Wiperware attacks will increase
Although wiperware, ransomware’s close cousin, has been around for nearly a decade now, we saw a drastic increase in the number of wiperware attacks in 2022. The motivation behind wiperware is almost always to sabotage victims, especially during times of war, as we see with Russia and Ukraine. Seven different types of wiperware have been used to attack Ukrainian organizations in attempts to weaken their abilities to conquer Russia. We can anticipate a rise in nation-state-motivated wiperware attacks in 2023 as the Russia/Ukraine conflict continues, and we can expect to see other nations utilize these attacks in future conflicts now that they’ve become more prevalent on the global scene. Additionally, with the rise in wiperware, there’s likely to be a rise in phishing attacks, given that it’s the most common vector for distributing ransomware and wiperware.
The industry will continue to underestimate the importance of securing OT infrastructure
Operational technology is one of the highest-targeted and lowest-prioritized technology areas out there. OT is low-hanging fruit for attacks and is so ingrained in critical infrastructure systems that are struggling to keep up with the pace of change in cybersecurity. These systems have more tangible, real-world impacts on broader populations than traditional IT systems, yet many are built on legacy systems that have long life/replacement cycles and are outdated quickly, and are often dangerous to patch or “unpatchable” in the first place. This is an obvious attack surface for hackers, especially nation-state actors because incidents can have far-reaching, physical effects. The tensions rising in the Russo-Ukrainian war and in China and Taiwan only exacerbate the potential threat against OT systems. Securing these systems doesn’t mean forcing “new” technology onto the systems. It’s not about zero trust or having more regulations or more patching requirements. It’s about increasing visibility into assets, implementing mitigating controls and building resiliency plans. This is to help mitigate downtime and impact if the worst happens. In 2023, we’re likely to see the industry continue to misconceive what is needed to secure these systems and witness a major attack on critical infrastructure because of it.

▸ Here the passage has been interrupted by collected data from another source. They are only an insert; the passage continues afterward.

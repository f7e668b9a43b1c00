//! Application trait and lifecycle management

use crate::engine::{Engine, EngineError, FrameStats};
use thiserror::Error;

/// Application lifecycle trait
///
/// Implement this trait to create your game or application using the engine.
pub trait Application {
    /// Initialize the application
    ///
    /// Called once after the engine is initialized. Use this to set up your
    /// initial entities, load assets and add channels.
    fn initialize(&mut self, engine: &mut Engine) -> Result<(), AppError>;

    /// Called after every frame with what the frame did
    fn update(&mut self, engine: &mut Engine, stats: &FrameStats) -> Result<(), AppError>;

    /// Cleanup the application
    ///
    /// Called once when the main loop stops.
    fn cleanup(&mut self, _engine: &mut Engine) {}
}

/// Application-level errors
#[derive(Error, Debug)]
pub enum AppError {
    /// Engine error propagated to application level
    #[error("Engine error: {0}")]
    Engine(#[from] EngineError),

    /// Custom application error
    #[error("Application error: {0}")]
    Custom(String),
}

The recession will cause a reduction in spending on training programs
Despite the idea that cybersecurity may be a recession-proof industry, it’s likely that personnel and quality will take a hit during the economic downturn. We’re not seeing core budgets for cybersecurity being cut as of now, but the more ‘discretionary’ areas, such as training budgets, are likely to see scalebacks. This goes for both security awareness training at companies of all sizes and training cybersecurity professionals on how to adequately protect their critical assets. The industry is already facing a skills shortage and unfortunately, we’re likely to see that skills shortage worsen as the recession takes hold in 2023 due to the increased demand for skilled cybersecurity workers.